The Old Dark House (Universal). The British are a chipper, extraverted people, given to good table manners, "God Save the King" and gobbling up puddings such as "bubble & squeak." This is what most people suppose. It is therefore sad to find that the most disastrous and morbid fantasy which has come gibbering out of Hollywood this year, an angry mechanical wraith to scare children and terrify their elders, is essentially a British cinema. Its author is the jolly and companionable John Boynton Priestley, whose works are to be found in every drawing room which calls itself a parlor; its adapter is the glib Benn Levy, who usually specializes in Mayfair comedy; its dialogist is R. C. Sherriff, hitherto noted for his Journey's End. Its director is James Whale and its cast includes three of the ablest British actors who have so far emigrated to Hollywood: Charles Laughton, Raymond Massey, Boris Karloff. The U. S. citizen most importantly involved in the proceedings is pretty Gloria Stuart, a new ingenue from Pasadena, who gets very nearly frightened out of her wits.

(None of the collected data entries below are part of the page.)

impl AnalysisService {
    /// Creates a new analysis service.
    #[must_use]
    pub fn new(sessions: Arc<dyn SessionRepository>, cache: Arc<dyn AnalysisCache>) -> Self {
        Self { sessions, cache }
    }

    /// Runs one analysis kind over a session's dataset.
    pub async fn analyze(
        &self,
        session_id: SessionId,
        kind: AnalysisKind,
        filter: &DatasetFilter,
    ) -> AppResult<AnalysisPayload> {
        match kind {
            AnalysisKind::Summary => {
                let session = self.session(session_id).await?;
                Ok(AnalysisPayload::Summary(compute_summary(&session)))
            }
            AnalysisKind::FileOperations => {
                let session = self.session(session_id).await?;
                Ok(AnalysisPayload::FileOperations(compute_file_operations(
                    &session, filter,
                )))
            }
            AnalysisKind::UserActivity => {
                let session = self.session(session_id).await?;
                Ok(AnalysisPayload::UserActivity(compute_user_activity(
                    &session, filter,
                )))
            }
            AnalysisKind::Exchange => Ok(AnalysisPayload::Exchange(
                self.exchange(session_id, filter).await?,
            )),
        }
    }

    /// Returns the exchange analysis, serving the unfiltered variant from the
    /// cache when possible. Cache failures are logged and never fatal.
    pub async fn exchange(
        &self,
        session_id: SessionId,
        filter: &DatasetFilter,
    ) -> AppResult<ExchangeAnalysis> {
        if filter.is_empty() {
            match self.cache.get_exchange(session_id).await {
                Ok(Some(cached)) => return Ok(cached),
                Ok(None) => {}
                Err(error) => warn!(%session_id, %error, "analysis cache read failed"),
            }
        }

        let session = self.session(session_id).await?;
        let analysis = compute_exchange(&session, filter);

        if filter.is_empty()
            && let Err(error) = self.cache.put_exchange(session_id, &analysis).await
        {
            warn!(%session_id, %error, "analysis cache write failed");
        }

        Ok(analysis)
    }

    async fn session(&self, session_id: SessionId) -> AppResult<AnalysisSession> {
        self.sessions
            .find(session_id)
            .await?
            .ok_or_else(|| AppError::NotFound(format!("session '{session_id}' introuvable")))
    }
}

fn compute_summary(session: &AnalysisSession) -> DatasetSummary {
    let dataset = &session.dataset;
    let last_row = dataset.row_count().checked_sub(1);

    DatasetSummary {
        log_type: dataset.log_type().as_str().to_owned(),
        total_records: dataset.row_count(),
        columns: dataset.columns().to_vec(),
        date_range: DateRange {
            start: dataset
                .value(0, "CreationDate")
                .unwrap_or_default()
                .to_owned(),
            end: last_row
                .and_then(|row| dataset.value(row, "CreationDate"))
                .unwrap_or_default()
                .to_owned(),
        },
    }
}

fn compute_file_operations(
    session: &AnalysisSession,
    filter: &DatasetFilter,
) -> FileOperationsAnalysis {
    let dataset = &session.dataset;
    let rows = filtered_rows(dataset, filter);

    let files: Vec<&str> = rows
        .iter()
        .filter_map(|&row| dataset.value(row, "SourceFileName"))
        .collect();
    let users: Vec<&str> = rows
        .iter()
        .filter_map(|&row| dataset.value(row, "UserId"))
        .collect();

    let mut top_files = value_counts(files.iter().copied());
    top_files.truncate(TOP_FILES_LIMIT);

    let files_by_user = distinct_in_order(files.iter().copied())
        .into_iter()
        .take(FILE_DETAIL_LIMIT)
        .map(|file| {
            let file_rows: Vec<usize> = rows
                .iter()
                .copied()
                .filter(|&row| dataset.value(row, "SourceFileName") == Some(file))
                .collect();

            FileActivity {
                file: file.to_owned(),
                count: file_rows.len(),
                users: distinct_in_order(
                    file_rows
                        .iter()
                        .filter_map(|&row| dataset.value(row, "UserId")),
                )
                .into_iter()
                .take(FILE_USER_LIMIT)
                .map(|user| session.users.display_name(user).to_owned())
                .collect(),
                operations: value_counts(
                    file_rows
                        .iter()
                        .filter_map(|&row| dataset.value(row, "Operation")),
                ),
            }
        })
        .collect();

    let top_users_detail = value_counts(users.iter().copied())
        .into_iter()
        .take(FILE_DETAIL_LIMIT)
        .map(|entry| {
            let user_rows: Vec<usize> = rows
                .iter()
                .copied()
                .filter(|&row| dataset.value(row, "UserId") == Some(entry.key.as_str()))
                .collect();

            UserFileActivity {
                user: session.users.display_name(entry.key.as_str()).to_owned(),
                count: entry.count,
                operations: value_counts(
                    user_rows
                        .iter()
                        .filter_map(|&row| dataset.value(row, "Operation")),
                ),
                unique_files: distinct_in_order(
                    user_rows
                        .iter()
                        .filter_map(|&row| dataset.value(row, "SourceFileName")),
                )
                .len(),
            }
        })
        .collect();

    FileOperationsAnalysis {
        summary: FileOperationsSummary {
            total_operations: rows.len(),
            unique_files: distinct_in_order(files.iter().copied()).len(),
            unique_users: distinct_in_order(users.iter().copied()).len(),
        },
        top_files,
        operations: value_counts(
            rows.iter()
                .filter_map(|&row| dataset.value(row, "Operation")),
        ),
        files_by_user,
        top_users_detail,
    }
}

fn compute_user_activity(
    session: &AnalysisSession,
    filter: &DatasetFilter,
) -> UserActivityAnalysis {
    let dataset = &session.dataset;
    let rows = filtered_rows(dataset, filter);

    let users: Vec<&str> = rows
        .iter()
        .filter_map(|&row| dataset.value(row, "UserId"))
        .collect();

    let top_users = value_counts(users.iter().copied())
        .into_iter()
        .take(TOP_USERS_LIMIT)
        .map(|entry| CountEntry {
            key: session.users.display_name(entry.key.as_str()).to_owned(),
            count: entry.count,
        })
        .collect();

    let user_stats = distinct_in_order(users.iter().copied())
        .into_iter()
        .take(USER_STATS_LIMIT)
        .map(|user| {
            let user_rows: Vec<usize> = rows
                .iter()
                .copied()
                .filter(|&row| dataset.value(row, "UserId") == Some(user))
                .collect();

            let dates: Vec<&str> = user_rows
                .iter()
                .filter_map(|&row| dataset.value(row, "CreationDate"))
                .collect();

            UserStats {
                user: session.users.display_name(user).to_owned(),
                operations: user_rows.len(),
                unique_files: distinct_in_order(
                    user_rows
                        .iter()
                        .filter_map(|&row| dataset.value(row, "SourceFileName")),
                )
                .len(),
                first_action: dates.iter().min().copied().unwrap_or_default().to_owned(),
                last_action: dates.iter().max().copied().unwrap_or_default().to_owned(),
                operations_breakdown: value_counts(
                    user_rows
                        .iter()
                        .filter_map(|&row| dataset.value(row, "Operation")),
                ),
            }
        })
        .collect();

    UserActivityAnalysis {
        top_users,
        user_stats,
    }
}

The story of The Old Dark House, as anyone can guess from the title, starts with three motorists ringing a musty doorbell in the hope of finding shelter from a thunderstorm. The door is opened by a butler (Boris Karloff) whose hair is unbrushed but whose face looks as though he had combed it with a threshing machine. In the old dark house, the motorists (Raymond Massey, Gloria Stuart, Melvyn Douglas) are insulted by their hosts, a family of Femms who are living in seclusion to avoid being hanged for murder. While the Femms and their guests are dining on cold roast beef, boiled potatoes and stale bread, more motorists arrive, a Welsh millionaire (Charles Laughton) and his tricky mistress (Lillian Bond). The type of hospitality to be expected in an establishment of this sort reaches its peak when the butler, who is queer when sober and mad while drunk, gulps down a bottle of gin and opens the door of a room which contains a criminal lunatic who tries to cut off Melvyn Douglas's head with a carving knife. Good shot: the criminal lunatic (Brember Wells) boasting that he knows more arson than anyone else in the world while he prepares to brighten up the old dark house by setting fire to it and its inhabitants.